Ribuan Umat Muslim Ambon Shalat Idul Adha

RUZADY ADJIS/KABAR TIMURnews

KABARTIMURNEWS.COM,AMBON-Ribuan warga Kota Ambon menjalankan shalat Hari Raya Idul Adha 1439 Hijriah Tahun 2018 di Masjid Raya Al-Fatah,Rabu (22/8). Shalat  dipimpin Iman Besar Masjid Raya Al-Fatah, Hi. R.R. Hasanusi dan khatib Ketua MUI Kota Ambon M Rahanyamtel.

Ribuan warga  memenuhi mesjid terbesar di Maluku  itu hingga pelataran mesjid dan jalan dipadati untuk shalat Ied Idul Adha berjamaah. Selama berlangusng Shalat, aparat keamanan  Polri-TNI tampak melakukan pengamanan. Pengamanan itu, tak hanya di masjid Raya Al-Fatah, tapi semua masjid di Kota Ambon.

Suara takbir terdengar berkumandang di seantero sudut Kota Ambon mengagungkan kebesaran Allah SWT.  Ketua MUI  Muhammad Rahanyamtel dalam khutbahnya mengatakan, saat ini para jamaah haji di seluruh penjuru dunia tengah menyelesaikan rukun-rukun haji di Makkah, Arab Saudi.

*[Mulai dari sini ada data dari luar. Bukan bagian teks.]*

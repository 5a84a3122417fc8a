use crate::error::{PipelineError, Result};
use crate::orchestrator::{AuditResult, CachePolicy};
use crate::pipeline::{existing_dir, Pipeline};
use crate::scanner::FileScanner;
use crate::wear::Wear;
use audit_code_chunker::relative_path;
use audit_content_cache::write_json_atomic;
use serde::Serialize;
use std::collections::BTreeSet;
use std::path::{Path, PathBuf};

pub const AUDIT_SUFFIX: &str = "_audit.json";
pub const SUMMARY_FILE_NAME: &str = "_summary_audit.json";

/// Issues for every chunk of one file, in file order
#[derive(Debug, Clone, Serialize)]
pub struct FileAuditResult {
    pub source_file: PathBuf,
    pub chunks: Vec<AuditResult>,
    pub total_issues: usize,
    #[serde(skip_serializing_if = "Option::is_none")]
    pub degraded: Option<String>,
}

impl FileAuditResult {
    fn new(source_file: PathBuf, chunks: Vec<AuditResult>, degraded: Option<String>) -> Self {
        let total_issues = chunks.iter().map(|c| c.issues.len()).sum();
        Self {
            source_file,
            chunks,
            total_issues,
            degraded,
        }
    }

    #[must_use]
    pub fn high_severity(&self) -> usize {
        self.chunks.iter().map(AuditResult::high_severity).sum()
    }

    #[must_use]
    pub fn is_empty(&self) -> bool {
        self.chunks.is_empty()
    }
}

#[derive(Debug, Clone, PartialEq, Eq, Serialize)]
pub struct FileSummary {
    pub file: String,
    pub total_issues: usize,
    pub high_severity: usize,
}

#[derive(Debug, Clone, PartialEq, Eq, Serialize)]
pub struct FailedFile {
    pub file: String,
    pub reason: String,
}

/// Directory-wide roll-up written to `_summary_audit.json`
#[derive(Debug, Clone, Serialize)]
pub struct DirectoryAuditResult {
    pub directory: PathBuf,
    pub total_files: usize,
    pub audited_files: usize,
    pub skipped_files: usize,
    pub total_issues: usize,
    pub high_severity_total: usize,
    pub files: Vec<FileSummary>,
    pub failed: Vec<FailedFile>,
    #[serde(skip)]
    pub summary_path: PathBuf,
}

/// Where the per-file artifact for `source` goes.
///
/// Next to the source by default; under `output_dir` the directory layout
/// below `root` is mirrored.
#[must_use]
pub fn artifact_path(source: &Path, root: &Path, output_dir: Option<&Path>) -> PathBuf {
    let stem = source
        .file_stem()
        .map(|s| s.to_string_lossy().into_owned())
        .unwrap_or_default();
    let file_name = format!("{stem}{AUDIT_SUFFIX}");
    match output_dir {
        None => source.with_file_name(file_name),
        Some(out) => {
            let rel = source.strip_prefix(root).unwrap_or(source);
            let parent = rel.parent().unwrap_or_else(|| Path::new(""));
            out.join(parent).join(file_name)
        }
    }
}

/// Write a file audit as pretty JSON, atomically
pub async fn write_file_artifact(result: &FileAuditResult, path: &Path) -> Result<()> {
    write_json_atomic(path, result).await?;
    log::info!("Wrote {}", path.display());
    Ok(())
}

impl Pipeline {
    /// Audit one file with the security and readability wears.
    ///
    /// With `force`, everything cached for the file's chunks is dropped and
    /// every pair goes to the model again.
    pub async fn audit_file(&self, path: &Path, root: &Path, force: bool) -> Result<FileAuditResult> {
        let source_file = path
            .canonicalize()
            .map_err(|e| PipelineError::invalid_path(path, &e.to_string()))?;
        let root = root.canonicalize().unwrap_or_else(|_| root.to_path_buf());
        log::info!("Auditing {}", source_file.display());

        let outcome = self.chunk_file(&source_file, &root).await?;
        if let Some(reason) = &outcome.degraded {
            log::warn!("{}: structural parse failed, using heuristic chunks ({reason})", source_file.display());
        }
        if outcome.chunks.is_empty() {
            log::info!("No chunks in {}", source_file.display());
            return Ok(FileAuditResult::new(source_file, Vec::new(), outcome.degraded));
        }

        if force {
            let parents: BTreeSet<&str> = outcome.chunks.iter().map(|c| c.parent_id()).collect();
            for id in parents {
                self.cache.invalidate_all_for(id).await?;
            }
        }

        let wears = Wear::audit_set();
        let results = self
            .orchestrator
            .audit_chunks(&outcome.chunks, &wears, CachePolicy::from_force(force))
            .await?;

        let result = FileAuditResult::new(source_file, results, outcome.degraded);
        log::info!(
            "{}: {} chunks, {} issues",
            result.source_file.display(),
            result.chunks.len(),
            result.total_issues
        );
        Ok(result)
    }

    /// Audit one file and write its artifact; `None` when it has no chunks
    pub async fn audit_single(
        &self,
        path: &Path,
        force: bool,
        output_dir: Option<&Path>,
    ) -> Result<Option<(FileAuditResult, PathBuf)>> {
        let root = path
            .parent()
            .map_or_else(|| PathBuf::from("."), Path::to_path_buf);
        let result = self.audit_file(path, &root, force).await?;
        if result.is_empty() {
            return Ok(None);
        }
        let root = result.source_file.parent().unwrap_or(&root).to_path_buf();
        let out = artifact_path(&result.source_file, &root, output_dir);
        write_file_artifact(&result, &out).await?;
        Ok(Some((result, out)))
    }

    /// Audit every eligible file below `dir`, then write the summary.
    ///
    /// Files are processed one after another; within a file all
    /// (chunk, wear) pairs share the concurrency limit. A failing file is
    /// recorded in `failed` unless the failure is fatal.
    pub async fn audit_directory(
        &self,
        dir: &Path,
        force: bool,
        output_dir: Option<&Path>,
    ) -> Result<DirectoryAuditResult> {
        let root = existing_dir(dir)?;
        let files = FileScanner::new(&root).scan();
        log::info!("Auditing {} files under {}", files.len(), root.display());

        let mut summaries = Vec::new();
        let mut failed = Vec::new();
        let mut skipped_files = 0;

        for (i, file) in files.iter().enumerate() {
            let rel = relative_path(file, &root);
            log::info!("[{}/{}] {rel}", i + 1, files.len());

            let result = match self.audit_file(file, &root, force).await {
                Ok(result) => result,
                Err(e) if e.is_fatal() => return Err(e),
                Err(e) => {
                    log::warn!("Failed to audit {rel}: {e}");
                    failed.push(FailedFile {
                        file: rel,
                        reason: e.to_string(),
                    });
                    continue;
                }
            };
            if result.is_empty() {
                skipped_files += 1;
                continue;
            }

            let out = artifact_path(file, &root, output_dir);
            if let Err(e) = write_file_artifact(&result, &out).await {
                log::warn!("Failed to write {}: {e}", out.display());
                failed.push(FailedFile {
                    file: rel,
                    reason: e.to_string(),
                });
                continue;
            }
            summaries.push(FileSummary {
                file: rel,
                total_issues: result.total_issues,
                high_severity: result.high_severity(),
            });
        }

        summaries.sort_by(|a, b| b.total_issues.cmp(&a.total_issues).then_with(|| a.file.cmp(&b.file)));
        let summary_dir = output_dir.map_or_else(|| root.clone(), Path::to_path_buf);
        let summary = DirectoryAuditResult {
            total_files: files.len(),
            audited_files: summaries.len(),
            skipped_files,
            total_issues: summaries.iter().map(|f| f.total_issues).sum(),
            high_severity_total: summaries.iter().map(|f| f.high_severity).sum(),
            files: summaries,
            failed,
            summary_path: summary_dir.join(SUMMARY_FILE_NAME),
            directory: root,
        };
        write_json_atomic(&summary.summary_path, &summary).await?;
        log::info!(
            "Audit complete: {} files, {} skipped, {} failed, {} issues ({} high). Summary: {}",
            summary.total_files,
            summary.skipped_files,
            summary.failed.len(),
            summary.total_issues,
            summary.high_severity_total,
            summary.summary_path.display()
        );
        Ok(summary)
    }
}

#[cfg(test)]
mod tests {
    use super::*;
    use pretty_assertions::assert_eq;

    #[test]
    fn artifact_next_to_source() {
        let path = artifact_path(Path::new("/repo/pkg/mod.py"), Path::new("/repo"), None);
        assert_eq!(path, PathBuf::from("/repo/pkg/mod_audit.json"));
    }

    #[test]
    fn artifact_mirrors_tree_under_output_dir() {
        let path = artifact_path(
            Path::new("/repo/pkg/sub/mod.ts"),
            Path::new("/repo"),
            Some(Path::new("/out")),
        );
        assert_eq!(path, PathBuf::from("/out/pkg/sub/mod_audit.json"));
    }
}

Dikatakan, ibadah haji mencerminkan kepulangan manusia kepada Allah yang mutlak yang tidak memiliki keterbatasan, tak diserupai oleh suatu apapun. “Pulang kepada Allah adalah gerakan menuju kesempurnaan, kebaikan, keindahan, kekuatan, pengetahuan , nilai dan fakta-fakta,” kata pria yang juga dosen di IAIN Ambon itu.

Menurutnya, merayakan Hari Raya Idul Adha (hari raya kurban),  tidak lepas dari mengingatkan manusia terhadap jejak hidup keluarga Nabi Ibrahim AS. Dimana dengan sabar, pengorbanan dan kerja keras. “Nabi Ibrahim adalah sosok manusia yang sabar dengan berbagai ujian yang didatangkan oleh Allah Azza Wa Jalla,”  ujar dia.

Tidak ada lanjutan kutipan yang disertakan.